Mandal, M. K., Bulman-Fleming, M. B., & Tiwari, G. (Eds.). (2000). Side Bias: A Neuropsychological Perspective. Netherlands: Springer.
Abstract: The beginnings of the idea about a book on “side bias” began in the year
1994 during the senior editor"s research association with late Professor M.P.
Bryden and colleagues at the University of Waterloo, Canada. Over many
discussions with Professor Bryden, it was clear that the concept of “side bias”
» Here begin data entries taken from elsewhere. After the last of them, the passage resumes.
//! The `git default-branch` command.
//!
//! - `get` - Print the branch name new repositories will use (default)
//! - `set <name>` - Store a new default in global git config
//! - `suggestions` - List suggested names, marking the effective one

use crate::branch::SUGGESTED_BRANCH_NAMES;
use crate::feature::{DefaultBranchSetting, FeatureGate};
use crate::git::GitCommand;
use crate::logging::init_logging;
use crate::resolver::DefaultBranchResolver;
use crate::settings::{env, keys};
use crate::store::ConfigStore;
use crate::styles::{bold, def};
use crate::{check_dependencies, log_warning};
use anyhow::{Context, Result};
use clap::{Parser, Subcommand};
use std::io::Write;

fn long_about() -> String {
    [
        "Resolve or change the branch name used when initializing new repositories.",
        "",
        "Commands:",
        &def("get", "Print the effective default branch (default)"),
        &def("set", "Store a default branch in global git config"),
        &def("suggestions", "List suggested branch names"),
        "",
        &format!(
            "The value is read from {} in global git config and falls back to {}.",
            bold(keys::INIT_DEFAULT_BRANCH),
            bold(crate::DEFAULT_BRANCH_IN_APP)
        ),
        &format!(
            "Set {}=off to ignore the configured value.",
            bold(env::DEFAULT_BRANCH_SETTING)
        ),
    ]
    .join("\n")
}

#[derive(Parser)]
#[command(name = "git-default-branch")]
#[command(version = crate::VERSION)]
#[command(about = "Resolve or change the default branch for new repositories")]
#[command(long_about = long_about())]
pub struct Args {
    #[arg(
        short = 'v',
        long = "verbose",
        global = true,
        help = "Print debug information to stderr"
    )]
    verbose: bool,

    #[arg(
        long = "gitoxide",
        global = true,
        help = "Read git config with the experimental gitoxide backend"
    )]
    gitoxide: bool,

    #[command(subcommand)]
    command: Option<BranchCommand>,
}

#[derive(Subcommand, Debug, Clone, PartialEq, Eq)]
pub enum BranchCommand {
    /// Print the branch name new repositories will use
    Get,

    /// Store the branch name new repositories will use
    Set {
        #[arg(help = "Branch name to use for new repositories")]
        name: String,
    },

    /// List suggested branch names
    Suggestions,
}

pub async fn run() -> Result<()> {
    let args = Args::parse();

    init_logging(args.verbose);
    check_dependencies()?;

    let git = GitCommand::new().with_gitoxide(args.gitoxide);
    let resolver = DefaultBranchResolver::new(git, DefaultBranchSetting);
    let command = args.command.unwrap_or(BranchCommand::Get);

    let mut stdout = std::io::stdout();
    run_with_output(&command, &resolver, &mut stdout).await
}

/// Run `command` against `resolver`, writing results to `out`.
pub async fn run_with_output<S, G>(
    command: &BranchCommand,
    resolver: &DefaultBranchResolver<S, G>,
    out: &mut dyn Write,
) -> Result<()>
where
    S: ConfigStore,
    G: FeatureGate,
{
    match command {
        BranchCommand::Get => {
            let name = resolver.default_branch().await?;
            writeln!(out, "{name}").context("Failed to write output")?;
        }
        BranchCommand::Set { name } => {
            resolver
                .set_default_branch(name)
                .await
                .with_context(|| format!("Failed to set default branch to '{name}'"))?;
            if !resolver.gate().is_enabled() {
                log_warning!(
                    "{} is disabled; '{name}' will be used once it is enabled",
                    env::DEFAULT_BRANCH_SETTING
                );
            }
            writeln!(out, "Default branch for new repositories set to '{name}'")
                .context("Failed to write output")?;
        }
        BranchCommand::Suggestions => {
            let current = resolver.default_branch().await?;
            for name in SUGGESTED_BRANCH_NAMES {
                let marker = if *name == current { '*' } else { ' ' };
                writeln!(out, "{marker} {name}").context("Failed to write output")?;
            }
            if !crate::branch::is_suggested(&current) {
                writeln!(out, "* {current} (configured)").context("Failed to write output")?;
            }
        }
    }

    Ok(())
}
encompasses all aspects of motor behaviour within the context of human
(and non-human animal) laterality. The tendency to favour one side or limb
over the other is important not only from the perspective of understanding
the functional asymmetries of the cerebral hemispheres, but also to an
understanding of a myriad of aspects of human behaviour, as the
contributions to this volume will attest.
By side bias, most people would think of bias in terms of hand
preference or performance. The phenomenon of side bias, however, is more
general and influences motor behaviour of all kinds, ranging from simple
hand movement to complex behaviours like facial expression and attention.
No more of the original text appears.